É provável que a fibrose do espaço porta não seja a única responsável pelo grau
de colestase encontrado na casuística deste trabalho, e que o regime de maior
fluxo e pressão nos ramos da veia porta também concorra para a colestase.
Contudo, a hipótese de indução microssomal como causa da elevação da GGT no
paciente com esquistossomose hepatoesplênica não foi devidamente afastada(23).
O que fica evidente, entretanto, é que a elevação da GGT tem correlação
positiva com valores do FP.
A análise das outras variantes do perfil hepático não revelou alterações, o que
sugere que a função hepatocelular está preservada ou minimamente comprometida
na HPE, conforme já cabalmente demonstrado(7). Desta forma, relaciona-se o
comprometimento hepático nesta patologia como de ordem predominantemente
vascular.
Em conclusão, pode-se inferir que, nesta casuística de pacientes com HPE: 1)

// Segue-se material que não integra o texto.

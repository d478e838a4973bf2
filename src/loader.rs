//! The per-root loader contract.
//!
//! One `Loader` serves resources from a single realized root. The variants
//! are a tagged union rather than a trait hierarchy: directory roots,
//! archive roots (with an optional security extension), and the empty
//! stand-in that keeps an unreadable root's index slot so search order is
//! preserved. A loader starts unindexed; once its `LoaderData` is built
//! (or applied from a cache pool) it never changes.

use anyhow::Result;
use std::sync::atomic::{AtomicBool, Ordering};
use std::sync::{Arc, OnceLock};
use url::Url;

use crate::archive::ArchiveLoader;
use crate::cache::{LoaderData, short_name};
use crate::directory::DirectoryLoader;
use crate::resource::Resource;

#[derive(Debug)]
pub enum LoaderKind {
    Directory(DirectoryLoader),
    Archive(ArchiveLoader),
    Empty,
}

#[derive(Debug)]
pub struct Loader {
    index: usize,
    url: Url,
    kind: LoaderKind,
    data: OnceLock<Arc<LoaderData>>,
    merged: AtomicBool,
}

impl Loader {
    pub(crate) fn new(index: usize, url: Url, kind: LoaderKind) -> Self {
        Self {
            index,
            url,
            kind,
            data: OnceLock::new(),
            merged: AtomicBool::new(false),
        }
    }

    pub fn index(&self) -> usize {
        self.index
    }

    pub fn url(&self) -> &Url {
        &self.url
    }

    pub fn kind(&self) -> &LoaderKind {
        &self.kind
    }

    pub fn as_archive(&self) -> Option<&ArchiveLoader> {
        match &self.kind {
            LoaderKind::Archive(archive) => Some(archive),
            _ => None,
        }
    }

    /// Cheap topological hint; `true` while the loader is unindexed.
    pub fn contains_path(&self, path: &str) -> bool {
        match self.data.get() {
            Some(data) => data.contains_package(path),
            None => !matches!(self.kind, LoaderKind::Empty),
        }
    }

    /// Bloom-filter check: may false-positive, never false-negative.
    pub fn contains_name(&self, full_name: &str, short: &str) -> bool {
        match self.data.get() {
            Some(data) => data.contains_package(full_name) && data.contains_name(short),
            None => !matches!(self.kind, LoaderKind::Empty),
        }
    }

    pub fn get_resource(&self, path: &str) -> Option<Resource> {
        match &self.kind {
            LoaderKind::Directory(dir) => dir.get_resource(path),
            LoaderKind::Archive(archive) => archive.get_resource(path),
            LoaderKind::Empty => None,
        }
    }

    pub fn build_data(&self) -> Result<LoaderData> {
        match &self.kind {
            LoaderKind::Directory(dir) => dir.build_data(),
            LoaderKind::Archive(archive) => archive.build_data(),
            LoaderKind::Empty => Ok(LoaderData::empty()),
        }
    }

    pub fn data(&self) -> Option<&Arc<LoaderData>> {
        self.data.get()
    }

    /// Apply externally cached data. Returns false if the loader was
    /// already indexed.
    pub(crate) fn prime_data(&self, data: Arc<LoaderData>) -> bool {
        self.data.set(data).is_ok()
    }

    /// Index the loader, building its data on first call. A build failure
    /// degrades to an empty index so the root just stops matching.
    pub(crate) fn ensure_data(&self) -> Arc<LoaderData> {
        self.data
            .get_or_init(|| match self.build_data() {
                Ok(data) => Arc::new(data),
                Err(err) => {
                    tracing::warn!(url = %self.url, error = %err, "failed to index root");
                    Arc::new(LoaderData::empty())
                }
            })
            .clone()
    }

    /// Claim the one-time merge into the shared cache. True exactly once.
    pub(crate) fn mark_merged(&self) -> bool {
        !self.merged.swap(true, Ordering::AcqRel)
    }

    pub(crate) fn is_merged(&self) -> bool {
        self.merged.load(Ordering::Acquire)
    }

    pub fn close(&self) {
        if let LoaderKind::Archive(archive) = &self.kind {
            archive.close();
        }
    }
}

/// Convenience used by lookup paths: both checks against one loader.
pub fn loader_accepts(loader: &Loader, path: &str) -> bool {
    loader.contains_path(path) && loader.contains_name(path, short_name(path))
}

#[cfg(test)]
mod tests {
    use super::*;

    #[test]
    fn empty_loader_rejects_and_serves_nothing() {
        let url = Url::parse("file:///missing/root.jar").unwrap();
        let loader = Loader::new(3, url, LoaderKind::Empty);

        assert_eq!(loader.index(), 3);
        assert!(!loader.contains_path("org/example/A.class"));
        assert!(!loader.contains_name("org/example/A.class", "A.class"));
        assert!(loader.get_resource("org/example/A.class").is_none());
        assert!(loader.build_data().is_ok());
    }

    #[test]
    fn prime_data_wins_only_once() {
        let url = Url::parse("file:///missing/root.jar").unwrap();
        let loader = Loader::new(0, url, LoaderKind::Empty);

        assert!(loader.prime_data(Arc::new(LoaderData::empty())));
        assert!(!loader.prime_data(Arc::new(LoaderData::empty())));
        assert!(loader.data().is_some());
    }
}
// src/ingest/config.rs
use anyhow::{anyhow, Context, Result};
use serde::{Deserialize, Serialize};
use std::fs;
use std::path::{Path, PathBuf};
use std::time::Duration;

use crate::ingest::types::FeedSource;

const ENV_CONFIG_PATH: &str = "INGEST_CONFIG_PATH";
const ENV_FEEDS_PATH: &str = "INGEST_FEEDS_PATH";
pub const DEFAULT_CONFIG_PATH: &str = "config/ingest.toml";

fn default_max_articles_per_feed() -> usize {
    10
}
fn default_min_article_length() -> usize {
    100
}
fn default_request_timeout_secs() -> u64 {
    60
}
fn default_batch_size() -> usize {
    5
}
fn default_batch_delay_ms() -> u64 {
    500
}
fn default_interval_secs() -> u64 {
    3600
}

/// Numeric thresholds and file locations for the ingest service.
#[derive(Debug, Clone, Serialize, Deserialize, PartialEq, Eq)]
pub struct IngestConfig {
    #[serde(default = "default_max_articles_per_feed")]
    pub max_articles_per_feed: usize,
    /// Minimum content length in characters, inclusive.
    #[serde(default = "default_min_article_length")]
    pub min_article_length: usize,
    #[serde(default = "default_request_timeout_secs")]
    pub request_timeout_secs: u64,
    #[serde(default = "default_batch_size")]
    pub batch_size: usize,
    #[serde(default = "default_batch_delay_ms")]
    pub batch_delay_ms: u64,
    /// Scheduler period between cycles.
    #[serde(default = "default_interval_secs")]
    pub interval_secs: u64,
    #[serde(default = "default_feeds_path")]
    pub feeds_path: PathBuf,
    #[serde(default = "default_seen_store_path")]
    pub seen_store_path: PathBuf,
    #[serde(default = "default_output_path")]
    pub output_path: PathBuf,
}

fn default_feeds_path() -> PathBuf {
    PathBuf::from("config/feeds.toml")
}
fn default_seen_store_path() -> PathBuf {
    PathBuf::from("data/seen_fingerprints.txt")
}
fn default_output_path() -> PathBuf {
    PathBuf::from("data/articles.jsonl")
}

impl Default for IngestConfig {
    fn default() -> Self {
        Self {
            max_articles_per_feed: default_max_articles_per_feed(),
            min_article_length: default_min_article_length(),
            request_timeout_secs: default_request_timeout_secs(),
            batch_size: default_batch_size(),
            batch_delay_ms: default_batch_delay_ms(),
            interval_secs: default_interval_secs(),
            feeds_path: default_feeds_path(),
            seen_store_path: default_seen_store_path(),
            output_path: default_output_path(),
        }
    }
}

impl IngestConfig {
    pub fn request_timeout(&self) -> Duration {
        Duration::from_secs(self.request_timeout_secs)
    }

    pub fn batch_delay(&self) -> Duration {
        Duration::from_millis(self.batch_delay_ms)
    }

    pub fn interval(&self) -> Duration {
        Duration::from_secs(self.interval_secs)
    }

    fn sanitize(mut self) -> Self {
        if self.batch_size == 0 {
            self.batch_size = 1;
        }
        if self.request_timeout_secs == 0 {
            self.request_timeout_secs = default_request_timeout_secs();
        }
        if self.interval_secs == 0 {
            self.interval_secs = default_interval_secs();
        }
        self
    }
}

/// Load config from an explicit TOML file.
pub fn load_config_from(path: &Path) -> Result<IngestConfig> {
    let content = fs::read_to_string(path)
        .with_context(|| format!("reading ingest config from {}", path.display()))?;
    let cfg: IngestConfig = toml::from_str(&content)
        .with_context(|| format!("parsing ingest config {}", path.display()))?;
    Ok(cfg.sanitize())
}

/// Load config using env var + fallbacks:
/// 1) $INGEST_CONFIG_PATH
/// 2) config/ingest.toml
/// 3) built-in defaults
pub fn load_config_default() -> Result<IngestConfig> {
    if let Ok(p) = std::env::var(ENV_CONFIG_PATH) {
        let pb = PathBuf::from(p);
        if pb.exists() {
            return load_config_from(&pb);
        } else {
            return Err(anyhow!("INGEST_CONFIG_PATH points to non-existent path"));
        }
    }
    let toml_p = PathBuf::from(DEFAULT_CONFIG_PATH);
    if toml_p.exists() {
        return load_config_from(&toml_p);
    }
    Ok(IngestConfig::default())
}

/// Load the feed list from an explicit path. Supports TOML or JSON formats.
pub fn load_feeds_from(path: &Path) -> Result<Vec<FeedSource>> {
    let content = fs::read_to_string(path)
        .with_context(|| format!("reading feed list from {}", path.display()))?;
    let ext = path
        .extension()
        .and_then(|s| s.to_str())
        .unwrap_or_default()
        .to_ascii_lowercase();
    let urls = parse_feeds(&content, ext.as_str())?;
    Ok(urls.into_iter().map(FeedSource::from).collect())
}

/// Load the feed list: $INGEST_FEEDS_PATH, then `cfg.feeds_path`.
/// A missing `cfg.feeds_path` yields an empty list.
pub fn load_feeds_default(cfg: &IngestConfig) -> Result<Vec<FeedSource>> {
    if let Ok(p) = std::env::var(ENV_FEEDS_PATH) {
        let pb = PathBuf::from(p);
        if pb.exists() {
            return load_feeds_from(&pb);
        } else {
            return Err(anyhow!("INGEST_FEEDS_PATH points to non-existent path"));
        }
    }
    if cfg.feeds_path.exists() {
        return load_feeds_from(&cfg.feeds_path);
    }
    Ok(Vec::new())
}

fn parse_feeds(s: &str, hint_ext: &str) -> Result<Vec<String>> {
    // Try TOML first if hinted or content looks like toml.
    let try_toml = hint_ext == "toml" || s.contains("feeds");
    if try_toml {
        if let Ok(v) = parse_toml(s) {
            return Ok(v);
        }
    }
    if let Ok(v) = parse_json(s) {
        return Ok(v);
    }
    if !try_toml {
        if let Ok(v) = parse_toml(s) {
            return Ok(v);
        }
    }
    Err(anyhow!("unsupported feed list format"))
}

fn parse_toml(s: &str) -> Result<Vec<String>> {
    #[derive(serde::Deserialize)]
    struct TomlFeeds {
        feeds: Vec<String>,
    }
    let v: TomlFeeds = toml::from_str(s)?;
    Ok(clean_list(v.feeds))
}

fn parse_json(s: &str) -> Result<Vec<String>> {
    let v: Vec<String> = serde_json::from_str(s)?;
    Ok(clean_list(v))
}

/// Trim, drop blanks and repeats; first occurrence keeps its position.
fn clean_list(items: Vec<String>) -> Vec<String> {
    use std::collections::HashSet;
    let mut seen = HashSet::new();
    let mut out = Vec::with_capacity(items.len());
    for it in items {
        let t = it.trim();
        if !t.is_empty() && seen.insert(t.to_string()) {
            out.push(t.to_string());
        }
    }
    out
}
// src/ingest/batch.rs
use futures::future::join_all;
use std::time::Duration;
use tracing::debug;

use crate::ingest::fetcher::SourceFetcher;
use crate::ingest::types::{Article, FeedSource};

/// Fetches sources in fixed-size concurrent batches, pausing between batches.
pub struct BatchCoordinator {
    fetcher: SourceFetcher,
    batch_delay: Duration,
}

impl BatchCoordinator {
    pub fn new(fetcher: SourceFetcher, batch_delay: Duration) -> Self {
        Self {
            fetcher,
            batch_delay,
        }
    }

    pub fn fetcher(&self) -> &SourceFetcher {
        &self.fetcher
    }

    /// Articles from every source, in source order then entry order.
    /// A `batch_size` of 0 is treated as 1.
    pub async fn fetch_all(&self, sources: &[FeedSource], batch_size: usize) -> Vec<Article> {
        let batch_size = batch_size.max(1);
        let batches = sources.len().div_ceil(batch_size);
        let mut articles = Vec::new();

        for (i, batch) in sources.chunks(batch_size).enumerate() {
            debug!(target: "ingest", batch = i + 1, of = batches, size = batch.len(), "fetching batch");

            // join_all yields results in input order, whatever the completion order.
            let results = join_all(batch.iter().map(|s| self.fetcher.fetch_source(s))).await;
            for mut found in results {
                articles.append(&mut found);
            }

            if i + 1 < batches {
                tokio::time::sleep(self.batch_delay).await;
            }
        }

        articles
    }
}
// Public library surface for the binary and integration tests.

pub mod ingest;

// ---- Re-exports for stable public API ----
pub use crate::ingest::batch::BatchCoordinator;
pub use crate::ingest::config::IngestConfig;
pub use crate::ingest::dedup::{DedupGate, Fingerprint, SeenStore};
pub use crate::ingest::fetcher::{FetchLimits, SourceFetcher};
pub use crate::ingest::types::{Article, FeedSource};
pub use crate::ingest::{run_cycle, CycleReport};
// tests/ingest_pipeline.rs
use chrono::{TimeZone, Utc};
use feed_ingest::ingest::dedup::{FileSeenStore, MemorySeenStore};
use feed_ingest::ingest::sink::{JsonlSink, MemorySink};
use feed_ingest::ingest::transport::FixtureTransport;
use feed_ingest::{
    run_cycle, Article, BatchCoordinator, DedupGate, FeedSource, FetchLimits, SeenStore,
    SourceFetcher,
};
use std::sync::Arc;
use std::time::Duration;

const WIRE: &str = "https://wire.example.test/rss";
const LAB: &str = "https://lab.example.test/atom";
const WIRE_XML: &str = include_str!("fixtures/wire_rss.xml");
const LAB_XML: &str = include_str!("fixtures/lab_atom.xml");

fn coordinator(store: Arc<dyn SeenStore>) -> BatchCoordinator {
    let transport = FixtureTransport::new()
        .with_body(WIRE, WIRE_XML)
        .with_body(LAB, LAB_XML);
    let fetcher = SourceFetcher::new(
        Arc::new(transport),
        DedupGate::new(store),
        FetchLimits {
            max_articles_per_feed: 10,
            min_article_length: 60,
            request_timeout: Duration::from_secs(60),
        },
    );
    BatchCoordinator::new(fetcher, Duration::ZERO)
}

fn sources() -> Vec<FeedSource> {
    vec![FeedSource::from(WIRE), FeedSource::from(LAB)]
}

#[tokio::test]
async fn fixtures_flow_through_to_the_sink() {
    let c = coordinator(Arc::new(MemorySeenStore::new()));
    let sink = MemorySink::new();

    let before = Utc::now();
    let report = run_cycle(&c, &sources(), 5, &sink).await.expect("cycle ok");
    assert_eq!(report.sources, 2);
    assert_eq!(report.accepted, 4);

    let calls = sink.calls.lock().unwrap().len();
    assert_eq!(calls, 1, "one hand-off per cycle");

    let out: Vec<Article> = sink.articles();
    let titles: Vec<&str> = out.iter().map(|a| a.title.as_str()).collect();
    assert_eq!(
        titles,
        vec![
            "Council approves new transit plan",
            "Storm season outlook",
            "Sequencing pipeline rewrite",
            "Untitled draft",
        ]
    );

    // RSS: content:encoded wins over description; markup and &nbsp; are gone
    assert_eq!(
        out[0].content,
        "The city council approved a twelve-year transit plan on Tuesday, adding three bus rapid lines and a light rail extension to the airport."
    );
    assert_eq!(out[0].source, "Example Wire");
    assert_eq!(out[0].url, "https://wire.example.test/transit");
    assert_eq!(
        out[0].published,
        Utc.with_ymd_and_hms(2025, 6, 10, 14, 30, 0).unwrap()
    );

    // Unparseable pubDate falls back to ingestion time
    assert!(out[1].content.starts_with("Forecasters expect"));
    assert!(out[1].content.contains("temperatures & weaker"));
    assert!(out[1].published >= before);

    // Atom: content beats summary, alternate link, published beats updated
    assert!(out[2].content.starts_with("We rewrote the sequencing pipeline"));
    assert_eq!(out[2].source, "Lab Notes");
    assert_eq!(out[2].url, "https://lab.example.test/sequencing");
    assert_eq!(
        out[2].published,
        Utc.with_ymd_and_hms(2025, 6, 9, 6, 0, 0).unwrap()
    );

    // Atom entry with only summary and updated, no link
    assert_eq!(out[3].url, "");
    assert_eq!(
        out[3].published,
        Utc.with_ymd_and_hms(2025, 6, 8, 17, 45, 0).unwrap()
    );
}

#[tokio::test]
async fn second_cycle_sees_everything_as_duplicate() {
    let c = coordinator(Arc::new(MemorySeenStore::new()));
    let sink = MemorySink::new();

    let first = run_cycle(&c, &sources(), 5, &sink).await.unwrap();
    let second = run_cycle(&c, &sources(), 5, &sink).await.unwrap();

    assert_eq!(first.accepted, 4);
    assert_eq!(second.accepted, 0);
    // Empty cycles do not call the sink
    assert_eq!(sink.calls.lock().unwrap().len(), 1);
}

#[tokio::test]
async fn file_store_dedups_across_process_restarts() {
    let dir = tempfile::tempdir().unwrap();
    let seen = dir.path().join("seen.txt");
    let out = dir.path().join("articles.jsonl");

    {
        let store = Arc::new(FileSeenStore::open(&seen).await.unwrap());
        let c = coordinator(store);
        let report = run_cycle(&c, &sources(), 5, &JsonlSink::new(&out)).await.unwrap();
        assert_eq!(report.accepted, 4);
    }

    let store = Arc::new(FileSeenStore::open(&seen).await.unwrap());
    assert_eq!(store.len(), 4);
    let c = coordinator(store);
    let report = run_cycle(&c, &sources(), 5, &JsonlSink::new(&out)).await.unwrap();
    assert_eq!(report.accepted, 0);

    let lines = std::fs::read_to_string(&out).unwrap();
    assert_eq!(lines.lines().count(), 4);
}

#[tokio::test]
async fn media_and_itunes_siblings_still_yield_articles() {
    let url = "https://rss.news.test/World.xml";
    let xml = r#"<?xml version="1.0" encoding="UTF-8"?>
<rss version="2.0" xmlns:media="http://search.yahoo.com/mrss/"
     xmlns:itunes="http://www.itunes.com/dtds/podcast-1.0.dtd"
     xmlns:dc="http://purl.org/dc/elements/1.1/">
  <channel>
    <title>World News</title>
    <item>
      <title>Harbor reopens after repairs</title>
      <itunes:title>Harbor episode</itunes:title>
      <link>https://news.test/harbor</link>
      <description>The harbor reopened to cargo traffic on Friday after a caf&eacute; fire damaged the pier.</description>
      <dc:creator>Staff</dc:creator>
      <media:title>Harbor photo</media:title>
      <media:description>Cranes at dawn.</media:description>
    </item>
  </channel>
</rss>"#;
    let fetcher = SourceFetcher::new(
        Arc::new(FixtureTransport::new().with_body(url, xml)),
        DedupGate::new(Arc::new(MemorySeenStore::new())),
        FetchLimits {
            max_articles_per_feed: 10,
            min_article_length: 60,
            request_timeout: Duration::from_secs(60),
        },
    );

    let out = fetcher.fetch_source(&FeedSource::from(url)).await;
    assert_eq!(out.len(), 1);
    assert_eq!(out[0].title, "Harbor reopens after repairs");
    assert_eq!(
        out[0].content,
        "The harbor reopened to cargo traffic on Friday after a café fire damaged the pier."
    );
}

quanto maior o FP, maior foi o nível sérico de GGT; 2) a GGT foi a variável da
avaliação do perfil hepático mais representativa da influência do FP na
atividade funcional hepática nos pacientes com esquistossomose hepatoesplênica,
e 3) é possível que as cirurgias, através de suas modificações hemodinâmicas
(diminuição da congestão), sejam também benéficas por diminuírem o grau de
colestase presente ou em regredirem a indução microssomal. Tal possibilidade,
no entanto, requer a realização de novas investigações com diferente
metodologia para devida ratificação.